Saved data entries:
-*-*-

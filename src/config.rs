//! Configuration management for lexflow
//!
//! TOML file with defaults and validation.
//! Location: ~/.lexflow/config.toml

use crate::agent::ExecutorConfig;
use crate::budget::TurnBudget;
use crate::catalog::AgentCatalog;
use crate::errors::{AgentError, Result};
use crate::llm::ollama::{DEFAULT_EMBEDDING_MODEL, DEFAULT_MODEL};
use crate::llm::RetryPolicy;
use crate::rag::RetrievalConfig;
use crate::types::{Agent, Workflow};
use serde::{Deserialize, Serialize};
use std::path::{Path, PathBuf};
use std::time::Duration;
use tracing::info;

/// Complete configuration
#[derive(Debug, Clone, Default, Serialize, Deserialize)]
pub struct Config {
    #[serde(default)]
    pub provider: ProviderConfig,
    #[serde(default)]
    pub execution: ExecutionConfig,
    #[serde(default)]
    pub rag: RagConfig,
    #[serde(default)]
    pub tools: ToolsConfig,
    #[serde(default)]
    pub storage: StorageConfig,
    /// Agents added to, or replacing, the built-in catalog
    #[serde(default, skip_serializing_if = "Vec::is_empty")]
    pub agents: Vec<Agent>,
    #[serde(default, skip_serializing_if = "Vec::is_empty")]
    pub workflows: Vec<Workflow>,
}

/// LLM and embedding server
#[derive(Debug, Clone, Serialize, Deserialize)]
#[serde(default)]
pub struct ProviderConfig {
    pub host: String,
    pub port: u16,
    pub chat_model: String,
    pub embedding_model: String,
    pub embedding_dimensions: usize,
    pub request_timeout_secs: u64,
}

/// Agent turn limits
#[derive(Debug, Clone, Serialize, Deserialize)]
#[serde(default)]
pub struct ExecutionConfig {
    pub max_tool_iterations: usize,
    pub turn_timeout_secs: u64,
    pub provider_call_timeout_secs: u64,
    /// Attempts per provider call, including the first
    pub provider_retries: u32,
    pub retry_base_delay_ms: u64,
    pub max_history_messages: usize,
}

#[derive(Debug, Clone, Serialize, Deserialize)]
#[serde(default)]
pub struct RagConfig {
    pub top_k: usize,
    /// In [0, 100]
    pub min_confidence: f32,
    pub context_token_budget: usize,
    pub call_timeout_secs: u64,
}

#[derive(Debug, Clone, Serialize, Deserialize)]
#[serde(default)]
pub struct ToolsConfig {
    pub max_parallel: usize,
    pub call_timeout_secs: u64,
}

#[derive(Debug, Clone, Copy, PartialEq, Eq, Serialize, Deserialize)]
#[serde(rename_all = "lowercase")]
pub enum StorageBackend {
    Memory,
    Sqlite,
}

#[derive(Debug, Clone, Serialize, Deserialize)]
#[serde(default)]
pub struct StorageConfig {
    pub backend: StorageBackend,
    pub database_path: String,
}

impl Default for ProviderConfig {
    fn default() -> Self {
        Self {
            host: "127.0.0.1".to_string(),
            port: 11434,
            chat_model: DEFAULT_MODEL.to_string(),
            embedding_model: DEFAULT_EMBEDDING_MODEL.to_string(),
            embedding_dimensions: 768,
            request_timeout_secs: 60,
        }
    }
}

impl Default for ExecutionConfig {
    fn default() -> Self {
        let budget = TurnBudget::default();
        Self {
            max_tool_iterations: budget.max_tool_iterations,
            turn_timeout_secs: budget.time_budget.as_secs(),
            provider_call_timeout_secs: 60,
            provider_retries: 3,
            retry_base_delay_ms: 500,
            max_history_messages: crate::agent::MAX_HISTORY_MESSAGES,
        }
    }
}

impl Default for RagConfig {
    fn default() -> Self {
        let retrieval = RetrievalConfig::default();
        Self {
            top_k: retrieval.top_k,
            min_confidence: retrieval.min_confidence,
            context_token_budget: retrieval.context_token_budget,
            call_timeout_secs: retrieval.call_timeout.as_secs(),
        }
    }
}

impl Default for ToolsConfig {
    fn default() -> Self {
        Self {
            max_parallel: crate::tools::invoker::MAX_PARALLEL_CALLS,
            call_timeout_secs: crate::tools::invoker::DEFAULT_CALL_TIMEOUT.as_secs(),
        }
    }
}

impl Default for StorageConfig {
    fn default() -> Self {
        Self {
            backend: StorageBackend::Sqlite,
            database_path: "~/.lexflow/lexflow.db".to_string(),
        }
    }
}

impl Config {
    /// Load configuration from `path`, or from the default location
    pub fn load(path: Option<&Path>) -> Result<Self> {
        match path {
            Some(path) => Self::load_from_file(path),
            None => Self::load_default(),
        }
    }

    pub fn load_from_file(path: &Path) -> Result<Self> {
        let contents = std::fs::read_to_string(path).map_err(|e| {
            AgentError::Config(format!("Failed to read config {}: {}", path.display(), e))
        })?;
        let config: Config = toml::from_str(&contents)
            .map_err(|e| AgentError::Config(format!("Failed to parse config: {}", e)))?;

        config.validate()?;
        info!(path = %path.display(), "configuration loaded");
        Ok(config)
    }

    /// Default location if the file exists, built-in defaults otherwise
    pub fn load_default() -> Result<Self> {
        match Self::default_path() {
            Some(path) if path.exists() => Self::load_from_file(&path),
            _ => Ok(Config::default()),
        }
    }

    pub fn default_path() -> Option<PathBuf> {
        dirs::home_dir().map(|home| home.join(".lexflow").join("config.toml"))
    }

    pub fn validate(&self) -> Result<()> {
        if self.execution.max_tool_iterations == 0 {
            return Err(AgentError::Config(
                "max_tool_iterations must be greater than 0".to_string(),
            ));
        }
        if self.execution.turn_timeout_secs == 0 || self.execution.provider_call_timeout_secs == 0
        {
            return Err(AgentError::Config(
                "turn and provider timeouts must be greater than 0".to_string(),
            ));
        }
        if self.execution.provider_retries == 0 {
            return Err(AgentError::Config(
                "provider_retries counts attempts and must be at least 1".to_string(),
            ));
        }
        if !(0.0..=100.0).contains(&self.rag.min_confidence) {
            return Err(AgentError::Config(format!(
                "min_confidence must be between 0 and 100, got {}",
                self.rag.min_confidence
            )));
        }
        if self.rag.top_k == 0 {
            return Err(AgentError::Config("rag top_k must be greater than 0".to_string()));
        }
        if self.provider.embedding_dimensions == 0 {
            return Err(AgentError::Config(
                "embedding_dimensions must be greater than 0".to_string(),
            ));
        }
        if self.tools.max_parallel == 0 {
            return Err(AgentError::Config(
                "tools max_parallel must be greater than 0".to_string(),
            ));
        }

        self.catalog()
            .map(|_| ())
            .map_err(|e| AgentError::Config(e.to_string()))
    }

    pub fn save(&self, path: &Path) -> Result<()> {
        let contents = toml::to_string_pretty(self)
            .map_err(|e| AgentError::Config(format!("Failed to serialize config: {}", e)))?;

        if let Some(parent) = path.parent() {
            std::fs::create_dir_all(parent)?;
        }
        std::fs::write(path, contents)?;
        Ok(())
    }

    pub fn provider_url(&self) -> String {
        format!("http://{}:{}", self.provider.host, self.provider.port)
    }

    /// Expand a leading `~/`
    pub fn expand_path(path: &str) -> PathBuf {
        if let Some(rest) = path.strip_prefix("~/") {
            if let Some(home) = dirs::home_dir() {
                return home.join(rest);
            }
        }
        PathBuf::from(path)
    }

    pub fn database_path(&self) -> PathBuf {
        Self::expand_path(&self.storage.database_path)
    }

    /// Built-in catalog on the configured chat model, extended by the
    /// configured agents and workflows
    pub fn catalog(&self) -> Result<AgentCatalog> {
        let mut catalog = AgentCatalog::new();
        for mut agent in crate::catalog::builtin_agents() {
            agent.model = self.provider.chat_model.clone();
            catalog.upsert_agent(agent);
        }
        for workflow in crate::catalog::builtin_workflows() {
            catalog.upsert_workflow(workflow);
        }
        for agent in &self.agents {
            catalog.upsert_agent(agent.clone());
        }
        for workflow in &self.workflows {
            catalog.upsert_workflow(workflow.clone());
        }
        catalog.validate()?;
        Ok(catalog)
    }

    pub fn retry_policy(&self) -> RetryPolicy {
        RetryPolicy::with_config(
            self.execution.provider_retries,
            self.execution.retry_base_delay_ms,
        )
    }

    pub fn executor_config(&self) -> ExecutorConfig {
        ExecutorConfig {
            budget: TurnBudget::new(
                self.execution.max_tool_iterations,
                Duration::from_secs(self.execution.turn_timeout_secs),
            ),
            provider_call_timeout: Duration::from_secs(self.execution.provider_call_timeout_secs),
            max_history_messages: self.execution.max_history_messages,
            retry: self.retry_policy(),
        }
    }

    pub fn retrieval_config(&self) -> RetrievalConfig {
        RetrievalConfig {
            top_k: self.rag.top_k,
            min_confidence: self.rag.min_confidence,
            context_token_budget: self.rag.context_token_budget,
            call_timeout: Duration::from_secs(self.rag.call_timeout_secs.max(1)),
        }
    }
}

#[cfg(test)]
mod tests {
    use super::*;

    #[test]
    fn test_default_config() {
        let config = Config::default();
        assert!(config.validate().is_ok());
        assert_eq!(config.provider_url(), "http://127.0.0.1:11434");
        assert_eq!(config.storage.backend, StorageBackend::Sqlite);
    }

    #[test]
    fn test_partial_file_uses_defaults() {
        let config: Config = toml::from_str(
            r#"
            [execution]
            max_tool_iterations = 3

            [storage]
            backend = "memory"
            "#,
        )
        .unwrap();
        assert_eq!(config.execution.max_tool_iterations, 3);
        assert_eq!(config.execution.turn_timeout_secs, 120);
        assert_eq!(config.storage.backend, StorageBackend::Memory);
        assert_eq!(config.rag.top_k, 5);
    }

    #[test]
    fn test_validation_rejects_bad_values() {
        let mut config = Config::default();
        config.execution.max_tool_iterations = 0;
        assert!(config.validate().is_err());

        let mut config = Config::default();
        config.rag.min_confidence = 120.0;
        assert!(config.validate().is_err());
    }

    #[test]
    fn test_workflow_with_unknown_agent_rejected() {
        let config: Config = toml::from_str(
            r#"
            [[workflows]]
            slug = "appeal"
            name = "Appeal"
            agent_sequence = ["legal-research", "appeal-writer"]
            "#,
        )
        .unwrap();
        assert!(matches!(config.validate(), Err(AgentError::Config(_))));
    }

    #[test]
    fn test_configured_agent_extends_catalog() {
        let config: Config = toml::from_str(
            r#"
            [provider]
            chat_model = "llama3.1:8b"

            [[agents]]
            slug = "appeal-writer"
            name = "Appeal Writer"
            model = "llama3.1:70b"
            system_prompt = "Você redige recursos."
            tools = ["search_jurisprudence"]

            [[workflows]]
            slug = "appeal"
            name = "Appeal"
            agent_sequence = ["legal-research", "appeal-writer"]
            "#,
        )
        .unwrap();
        let catalog = config.catalog().unwrap();
        assert_eq!(catalog.agent("legal-research").unwrap().model, "llama3.1:8b");
        assert_eq!(catalog.agent("appeal-writer").unwrap().model, "llama3.1:70b");
        assert!(catalog.workflow("appeal").is_ok());
    }

    #[test]
    fn test_expand_path() {
        assert!(!Config::expand_path("~/.lexflow").to_string_lossy().contains('~'));
        assert_eq!(Config::expand_path("/tmp/x.db"), PathBuf::from("/tmp/x.db"));
    }

    #[test]
    fn test_save_and_reload() {
        let dir = tempfile::tempdir().unwrap();
        let path = dir.path().join("config.toml");
        let mut config = Config::default();
        config.rag.top_k = 8;
        config.save(&path).unwrap();

        let loaded = Config::load(Some(&path)).unwrap();
        assert_eq!(loaded.rag.top_k, 8);
    }
}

-*-*-

• _WHAT IS REQUIRED_:
Return word for word the lines above from the line with "pub fn validate(&self)" to the line with "pub fn expand_path(path: &str)", including both and leaving out all others.

• _ANSWER TO THE PROBLEM_:
    pub fn validate(&self) -> Result<()> {
        if self.execution.max_tool_iterations == 0 {
            return Err(AgentError::Config(
                "max_tool_iterations must be greater than 0".to_string(),
            ));
        }
        if self.execution.turn_timeout_secs == 0 || self.execution.provider_call_timeout_secs == 0
        {
            return Err(AgentError::Config(
                "turn and provider timeouts must be greater than 0".to_string(),
            ));
        }
        if self.execution.provider_retries == 0 {
            return Err(AgentError::Config(
                "provider_retries counts attempts and must be at least 1".to_string(),
            ));
        }
        if !(0.0..=100.0).contains(&self.rag.min_confidence) {
            return Err(AgentError::Config(format!(
                "min_confidence must be between 0 and 100, got {}",
                self.rag.min_confidence
            )));
        }
        if self.rag.top_k == 0 {
            return Err(AgentError::Config("rag top_k must be greater than 0".to_string()));
        }
        if self.provider.embedding_dimensions == 0 {
            return Err(AgentError::Config(
                "embedding_dimensions must be greater than 0".to_string(),
            ));
        }
        if self.tools.max_parallel == 0 {
            return Err(AgentError::Config(
                "tools max_parallel must be greater than 0".to_string(),
            ));
        }

        self.catalog()
            .map(|_| ())
            .map_err(|e| AgentError::Config(e.to_string()))
    }

    pub fn save(&self, path: &Path) -> Result<()> {
        let contents = toml::to_string_pretty(self)
            .map_err(|e| AgentError::Config(format!("Failed to serialize config: {}", e)))?;

        if let Some(parent) = path.parent() {
            std::fs::create_dir_all(parent)?;
        }
        std::fs::write(path, contents)?;
        Ok(())
    }

    pub fn provider_url(&self) -> String {
        format!("http://{}:{}", self.provider.host, self.provider.port)
    }

    /// Expand a leading `~/`
    pub fn expand_path(path: &str) -> PathBuf {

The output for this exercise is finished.